For this experiment I am assuming the game has no underlying API for AI players (nor is the source available) so I intend to process the visual information rendered by the game on the screen.

The game runs in full screen mode on a win32 system (direct-X I assume).

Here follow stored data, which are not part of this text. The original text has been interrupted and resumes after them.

//! Time source for delayed removals and camera transitions.
//!
//! The engine never sleeps or spawns timers. Work that must happen "after N ms"
//! is stored with a deadline and fired by [`crate::core::map::MapCore::tick`],
//! which reads the current time from a [`Clock`].

use instant::Instant;
use std::sync::atomic::{AtomicU64, Ordering};
use std::sync::Arc;
use std::time::Duration;

/// Monotonic time since an arbitrary origin
pub trait Clock: Send + Sync {
    fn now(&self) -> Duration;
}

/// Wall clock backed by `instant::Instant`
#[derive(Debug, Clone)]
pub struct SystemClock {
    origin: Instant,
}

impl SystemClock {
    pub fn new() -> Self {
        Self {
            origin: Instant::now(),
        }
    }
}

impl Default for SystemClock {
    fn default() -> Self {
        Self::new()
    }
}

impl Clock for SystemClock {
    fn now(&self) -> Duration {
        self.origin.elapsed()
    }
}

/// Hand-driven clock; clones share the same time
#[derive(Debug, Clone, Default)]
pub struct ManualClock {
    millis: Arc<AtomicU64>,
}

impl ManualClock {
    pub fn new() -> Self {
        Self::default()
    }

    pub fn advance(&self, by: Duration) {
        self.millis
            .fetch_add(by.as_millis() as u64, Ordering::SeqCst);
    }

    pub fn advance_ms(&self, ms: u64) {
        self.advance(Duration::from_millis(ms));
    }

    pub fn set(&self, at: Duration) {
        self.millis.store(at.as_millis() as u64, Ordering::SeqCst);
    }
}

impl Clock for ManualClock {
    fn now(&self) -> Duration {
        Duration::from_millis(self.millis.load(Ordering::SeqCst))
    }
}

Currently I am using the win32 functions

#include <windows.h>
#include <cvaux.h>
class Screen {
    public:
    HWND    windowHandle;
    HDC     windowContext;
    HBITMAP buffer;
    HDC     bufferContext;
    CvSize  size;
    uchar*  bytes;
    int channels;
Screen () {
    windowHandle = GetDesktopWindow();
    windowContext   = GetWindowDC (windowHandle);
    size = cvSize (GetDeviceCaps (windowContext, HORZRES), GetDeviceCaps (windowContext, VERTRES));
    buffer = CreateCompatibleBitmap (windowContext, size.width, size.height);
    bufferContext = CreateCompatibleDC (windowContext);
    SelectObject (bufferContext, buffer);
    channels = 4;
    bytes = new uchar[size.width * size.height * channels];
}

~Screen () {
    ReleaseDC(windowHandle, windowContext);
    DeleteDC(bufferContext);
    DeleteObject(buffer);
    delete[] bytes;
}

void CaptureScreen (IplImage* img) {
    BitBlt(bufferContext, 0, 0, size.width, size.height, windowContext, 0, 0, SRCCOPY);
    int n = size.width * size.height;
    int imgChannels = img->nChannels;

    GetBitmapBits (buffer, n * channels, bytes); 

    uchar* src = bytes;
    uchar* dest = (uchar*) img->imageData;
    uchar* end  = dest + n * imgChannels;

    while (dest < end) {
        dest[0] = src[0];
        dest[1] = src[1];
        dest[2] = src[2];

        dest  += imgChannels;
        src += channels;
    }
}

The rate at which I can process frames using this approach is much to slow. Is there a better way to acquire screen frames?